幸いなことにオーセントのバーテンダーは日本のカクテルコンペティション(競技会)に優勝、それに準ずる評価をこれまで戴いてきました。
その理由を方々から問われる度に、私は「日本一のお客様が小樽にいらっしゃるからです。」と、そう説明します。
嬉しい事に、お客様が各地のバーに行った際、会話の中で「オーセントで飲んでいる!」と話すと、店側がとても良くしてくれたと伺います。
私にとってのカクテルコンペティションは、過去、あらゆる競技会に挑戦するも当初は最下位ばかりでした。
ターニングポイントとなったのは勿論キャプテンズバーのお客様なのです。
入社直ぐにチーフバーテンダーとして店を仕切らせて頂くなか、小樽のお客様は若く経験のない私(ホテルバー)を応援して下さいました。
中には、銀座や北新地など一流と謂われる名店(味)を知るお客様を連れられて、一杯に対する矜持を説いてくださいました。

未熟ゆえ、叱責を受ける事も少なくなかったが、振り返るとその全てが体の一部となっていくのですね。
或る、お客様は「小樽に来る友人に紹介するのに、日本一のバーテンダーになってくれなくては駄目だ!」と。  
忘れられない出来事として、一日足りとも欠かさない客が病に伏せられた時「最後に野田のマティーニを飲ませてくれ」と懇願された。

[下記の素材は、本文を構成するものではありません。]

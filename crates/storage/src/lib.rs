use directories::ProjectDirs;
use planscale_core::DisplaySettings;
use serde::{Deserialize, Serialize};
use std::fs;
use std::io::ErrorKind;
use std::path::{Path, PathBuf};

const SETTINGS_SCHEMA_VERSION: u32 = 1;
const SETTINGS_FILE_NAME: &str = "settings.json";

#[derive(Debug, thiserror::Error)]
pub enum StorageError {
    #[error("unable to resolve local data directory")]
    NoDataDirectory,
    #[error("I/O error: {0}")]
    Io(#[from] std::io::Error),
    #[error("serialization error: {0}")]
    Serde(#[from] serde_json::Error),
}

#[derive(Debug, Clone)]
pub struct Storage {
    root: PathBuf,
}

#[derive(Debug, Clone, Serialize, Deserialize)]
struct SettingsEnvelope {
    version: u32,
    settings: DisplaySettings,
}

/// Accepted on-disk layouts; plain key/value files predate the envelope
#[derive(Debug, Deserialize)]
#[serde(untagged)]
enum SettingsFile {
    Envelope(SettingsEnvelope),
    Flat(DisplaySettings),
}

impl Storage {
    pub fn from_default_project() -> Result<Self, StorageError> {
        let dirs = ProjectDirs::from("dev", "Planscale", "Planscale")
            .ok_or(StorageError::NoDataDirectory)?;

        Ok(Self { root: dirs.data_local_dir().to_path_buf() })
    }

    pub fn with_root(root: impl Into<PathBuf>) -> Self {
        Self { root: root.into() }
    }

    pub fn root(&self) -> &Path {
        &self.root
    }

    pub fn settings_path(&self) -> PathBuf {
        self.root.join(SETTINGS_FILE_NAME)
    }

    pub fn load_settings(&self) -> Result<DisplaySettings, StorageError> {
        let path = self.settings_path();
        if !path.exists() {
            return Ok(DisplaySettings::default());
        }

        let bytes = fs::read(path)?;
        let settings = match serde_json::from_slice(&bytes)? {
            SettingsFile::Envelope(envelope) => {
                if envelope.version > SETTINGS_SCHEMA_VERSION {
                    log::warn!(
                        "settings schema version {} is newer than {SETTINGS_SCHEMA_VERSION}, unknown keys are ignored",
                        envelope.version
                    );
                }
                envelope.settings
            }
            SettingsFile::Flat(settings) => settings,
        };

        Ok(settings)
    }

    pub fn save_settings(&self, settings: &DisplaySettings) -> Result<(), StorageError> {
        fs::create_dir_all(&self.root)?;

        let envelope =
            SettingsEnvelope { version: SETTINGS_SCHEMA_VERSION, settings: settings.clone() };

        let bytes = serde_json::to_vec_pretty(&envelope)?;
        fs::write(self.settings_path(), bytes)?;
        log::debug!("saved settings to {}", self.settings_path().display());
        Ok(())
    }

    /// Remove the stored settings so the defaults apply again
    pub fn reset_settings(&self) -> Result<DisplaySettings, StorageError> {
        match fs::remove_file(self.settings_path()) {
            Ok(()) => {}
            Err(err) if err.kind() == ErrorKind::NotFound => {}
            Err(err) => return Err(err.into()),
        }
        Ok(DisplaySettings::default())
    }
}

#[cfg(test)]
mod tests {
    use super::*;
    use planscale_core::Color;

    #[test]
    fn settings_round_trip() {
        let temp = tempfile::tempdir().expect("temp dir should be created");
        let store = Storage::with_root(temp.path().join("nested"));

        let settings = DisplaySettings {
            measurement_line_color: Color::rgb(0x12, 0x34, 0x56),
            show_rulers: false,
            ruler_size: 40,
            ..DisplaySettings::default()
        };

        store.save_settings(&settings).expect("save should succeed");
        let loaded = store.load_settings().expect("load should succeed");

        assert_eq!(loaded, settings);
    }

    #[test]
    fn load_defaults_when_file_absent() {
        let temp = tempfile::tempdir().expect("temp dir should be created");
        let store = Storage::with_root(temp.path());

        let loaded = store.load_settings().expect("load should succeed");
        assert_eq!(loaded, DisplaySettings::default());
    }

    #[test]
    fn saved_file_is_versioned_envelope() {
        let temp = tempfile::tempdir().expect("temp dir should be created");
        let store = Storage::with_root(temp.path());
        store.save_settings(&DisplaySettings::default()).expect("save should succeed");

        let raw = fs::read_to_string(store.settings_path()).expect("settings file should exist");
        let value: serde_json::Value = serde_json::from_str(&raw).expect("valid json");
        assert_eq!(value["version"], 1);
        assert_eq!(value["settings"]["crosshair_color"], "#00FF00");
    }

    #[test]
    fn loads_flat_file_with_partial_keys() {
        let temp = tempfile::tempdir().expect("temp dir should be created");
        let store = Storage::with_root(temp.path());
        fs::write(
            store.settings_path(),
            r##"{"calibration_line_color": "#00FF00", "grid_spacing": 25, "window_geometry": "1200x800"}"##,
        )
        .expect("write flat settings");

        let loaded = store.load_settings().expect("flat file should load");
        assert_eq!(loaded.calibration_line_color, Color::GREEN);
        assert_eq!(loaded.grid_spacing, 25);
        assert_eq!(loaded.point_size, 4);
    }

    #[test]
    fn corrupt_file_is_an_error() {
        let temp = tempfile::tempdir().expect("temp dir should be created");
        let store = Storage::with_root(temp.path());
        fs::write(store.settings_path(), "{ not json").expect("write corrupt settings");

        assert!(matches!(store.load_settings(), Err(StorageError::Serde(_))));
    }

    #[test]
    fn reset_removes_file_and_returns_defaults() {
        let temp = tempfile::tempdir().expect("temp dir should be created");
        let store = Storage::with_root(temp.path());
        let settings = DisplaySettings { point_size: 9, ..DisplaySettings::default() };
        store.save_settings(&settings).expect("save should succeed");

        let reset = store.reset_settings().expect("reset should succeed");
        assert_eq!(reset, DisplaySettings::default());
        assert!(!store.settings_path().exists());
        store.reset_settings().expect("reset without a file should succeed");
    }
}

悲しみ堪えてお作りするのですが、涙が一滴グラスに落ちる。「すみません。作り直します…」と 差し替えようとするも 
「いや、これでいいんだ。」と一口だけゆっくりと喉を通してくれた…。何ていうか穏やかなその表情は、今もホテルの味として刻まれているのです。
前置きが長くなってしまいました。私にとっての師匠、それはお客様です。
今が一番に美味しいと思って貰う一杯を日々、目指さなくては、その道は私のように困難で険しい。
時代が変わっても変わらないものを。見えないものへ大切にする素養が、こういう世界(コンペ)では求められているのかもしれません。
お読みいただいてありがとうございます。今夜もおいしいお酒を飲んでくださいね。